The bottom line here is that the officer disregarded the school’s open-track policy. He said he “didn’t take the time to look at the sign right in front of the gate” and he didn’t investigate Mr. Rand’s reasons for being at the track. Under these circumstances, we find no error in the trial court’s decision not to give the officer’s sloppy work a Fourth Amendment pass.
III.
The law and evidence support the trial court’s decision to apply the exclusionary rule. The trial court’s order granting Mr. Rand’s motion to suppress is AFFIRMED.
JAY, J., CONCURS; KELSEY, J., DISSENTS WITH OPINION.. Contrary to the claim in the dissenting opinion, there was no evidence that the school posted "No Trespassing” signs anywhere on campus, much less near the track. The only signs posted on the fence were the signs that restricted access during school hours, between 7 a.m, and 4 p.m. At one point, defense counsel referred to these signs as "trespassing signs,” but they did not restrict Mr, Rand’s use of the track at night, just as the State admitted at the suppression hearing.
. The hearing transcript includes the following questions and answers:
Defense counsel: "You, upon making contact with [Mr. Rand], take him into custody for trespassing without incident, correct?”
Officer: "Yes, ma’am.”
Defense counsel: “With no investigation, correct?”
Officer: "Correct.”
. In contrast, the officer testified that the school locked other gates on the property and, in particular, blocked access to the classroom area of campus from the track.

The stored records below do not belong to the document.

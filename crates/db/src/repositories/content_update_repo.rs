//! Repository for the `content_updates` table.

use sqlx::types::Json;
use sqlx::{PgPool, Postgres, Transaction};
use learnhub_core::content_update::AdminChange;
use learnhub_core::types::DbId;

use crate::models::content_update::{ContentUpdate, ContentUpdateFilter, CreateContentUpdate};

/// Column list for `content_updates` queries.
const COLUMNS: &str = "id, data_id, update_type, before, after, status, updated_by, approved_by, \
    rejection_reason, admin_change, is_undo_delete, reviewed_at, created_at, updated_at";

/// Default page size for listings.
const DEFAULT_LIMIT: i64 = 50;

/// Provides persistence for the approval log.
pub struct ContentUpdateRepo;

impl ContentUpdateRepo {
    /// Insert a new `PENDING` update, returning the created row.
    pub async fn create(
        pool: &PgPool,
        input: &CreateContentUpdate,
    ) -> Result<ContentUpdate, sqlx::Error> {
        let query = format!(
            "INSERT INTO content_updates (data_id, update_type, before, after, updated_by)
             VALUES ($1, $2, $3, $4, $5)
             RETURNING {COLUMNS}"
        );
        sqlx::query_as::<_, ContentUpdate>(&query)
            .bind(input.data_id)
            .bind(&input.update_type)
            .bind(input.before.as_ref().map(Json))
            .bind(Json(&input.after))
            .bind(input.updated_by)
            .fetch_one(pool)
            .await
    }

    pub async fn find_by_id(pool: &PgPool, id: DbId) -> Result<Option<ContentUpdate>, sqlx::Error> {
        let query = format!("SELECT {COLUMNS} FROM content_updates WHERE id = $1");
        sqlx::query_as::<_, ContentUpdate>(&query)
            .bind(id)
            .fetch_optional(pool)
            .await
    }

    /// List updates, newest first, optionally filtered by status and record.
    pub async fn list(
        pool: &PgPool,
        filter: &ContentUpdateFilter,
    ) -> Result<Vec<ContentUpdate>, sqlx::Error> {
        let query = format!(
            "SELECT {COLUMNS} FROM content_updates
             WHERE ($1::TEXT IS NULL OR status = $1)
               AND ($2::BIGINT IS NULL OR data_id = $2)
             ORDER BY created_at DESC, id DESC
             LIMIT $3 OFFSET $4"
        );
        sqlx::query_as::<_, ContentUpdate>(&query)
            .bind(&filter.status)
            .bind(filter.data_id)
            .bind(filter.limit.unwrap_or(DEFAULT_LIMIT))
            .bind(filter.offset.unwrap_or(0))
            .fetch_all(pool)
            .await
    }

    /// Reject a pending update. Returns `None` if it is not pending anymore.
    pub async fn reject(
        pool: &PgPool,
        id: DbId,
        reviewer: DbId,
        reason: &str,
    ) -> Result<Option<ContentUpdate>, sqlx::Error> {
        let query = format!(
            "UPDATE content_updates SET
                status = 'REJECTED',
                approved_by = $2,
                rejection_reason = $3,
                reviewed_at = NOW(),
                updated_at = NOW()
             WHERE id = $1 AND status = 'PENDING'
             RETURNING {COLUMNS}"
        );
        sqlx::query_as::<_, ContentUpdate>(&query)
            .bind(id)
            .bind(reviewer)
            .bind(reason.trim())
            .fetch_optional(pool)
            .await
    }

    // -----------------------------------------------------------------------
    // Transactional helpers used by the approval flow
    // -----------------------------------------------------------------------

    /// Lock an update row for the rest of the transaction.
    pub async fn find_for_update(
        tx: &mut Transaction<'_, Postgres>,
        id: DbId,
    ) -> Result<Option<ContentUpdate>, sqlx::Error> {
        let query = format!("SELECT {COLUMNS} FROM content_updates WHERE id = $1 FOR UPDATE");
        sqlx::query_as::<_, ContentUpdate>(&query)
            .bind(id)
            .fetch_optional(&mut **tx)
            .await
    }

    /// Mark an update approved, recording the record it touched and the
    /// approver's deviations from the request.
    pub async fn mark_approved(
        tx: &mut Transaction<'_, Postgres>,
        id: DbId,
        approver: DbId,
        data_id: Option<DbId>,
        admin_change: &[AdminChange],
    ) -> Result<ContentUpdate, sqlx::Error> {
        let query = format!(
            "UPDATE content_updates SET
                status = 'APPROVED',
                approved_by = $2,
                data_id = COALESCE($3, data_id),
                admin_change = $4,
                reviewed_at = NOW(),
                updated_at = NOW()
             WHERE id = $1
             RETURNING {COLUMNS}"
        );
        sqlx::query_as::<_, ContentUpdate>(&query)
            .bind(id)
            .bind(approver)
            .bind(data_id)
            .bind(Json(admin_change))
            .fetch_one(&mut **tx)
            .await
    }

    /// Flag an approved deletion as undone.
    pub async fn mark_undo_delete(
        tx: &mut Transaction<'_, Postgres>,
        id: DbId,
    ) -> Result<ContentUpdate, sqlx::Error> {
        let query = format!(
            "UPDATE content_updates SET is_undo_delete = true, updated_at = NOW()
             WHERE id = $1
             RETURNING {COLUMNS}"
        );
        sqlx::query_as::<_, ContentUpdate>(&query)
            .bind(id)
            .fetch_one(&mut **tx)
            .await
    }
}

. Mr. Rand and his fiancé worked irregular hours in their respective jobs; he as a taxi driver and she as a night manager at Whata-burger. Mr. Rand often documented his workouts with pictures and Facebook postings updating his miles, times, and other details of “getting the miles in,” which are part of the record. Walking the track wasn’t a new thing for Mr. Rand. He’d exercised at school district tracks without incident for about a year before his arrest after recommitting himself to getting back in shape. He’d lost weight, from 193 pounds down to 168. And in one notable entry made almost a year before his arrest, Mr. Rand posted that ”[t]he track at the high-*665school close to the public 7 am,” which mirrors the time posted on the fence at the school track in this case.
. The trial court may also have discounted the principal's purported policy because 4 p.m. is a very early hour to lock down a middle school campus. Lots happens on a typical school campus after school hours — teachers grade papers until late in the afternoon, students attend athletic, arts, and club events, parents pick up their students, PTA and other meetings take place, etc. And it simply isn’t credible that the principal wanted the officer to arrest the people he found on campus after school.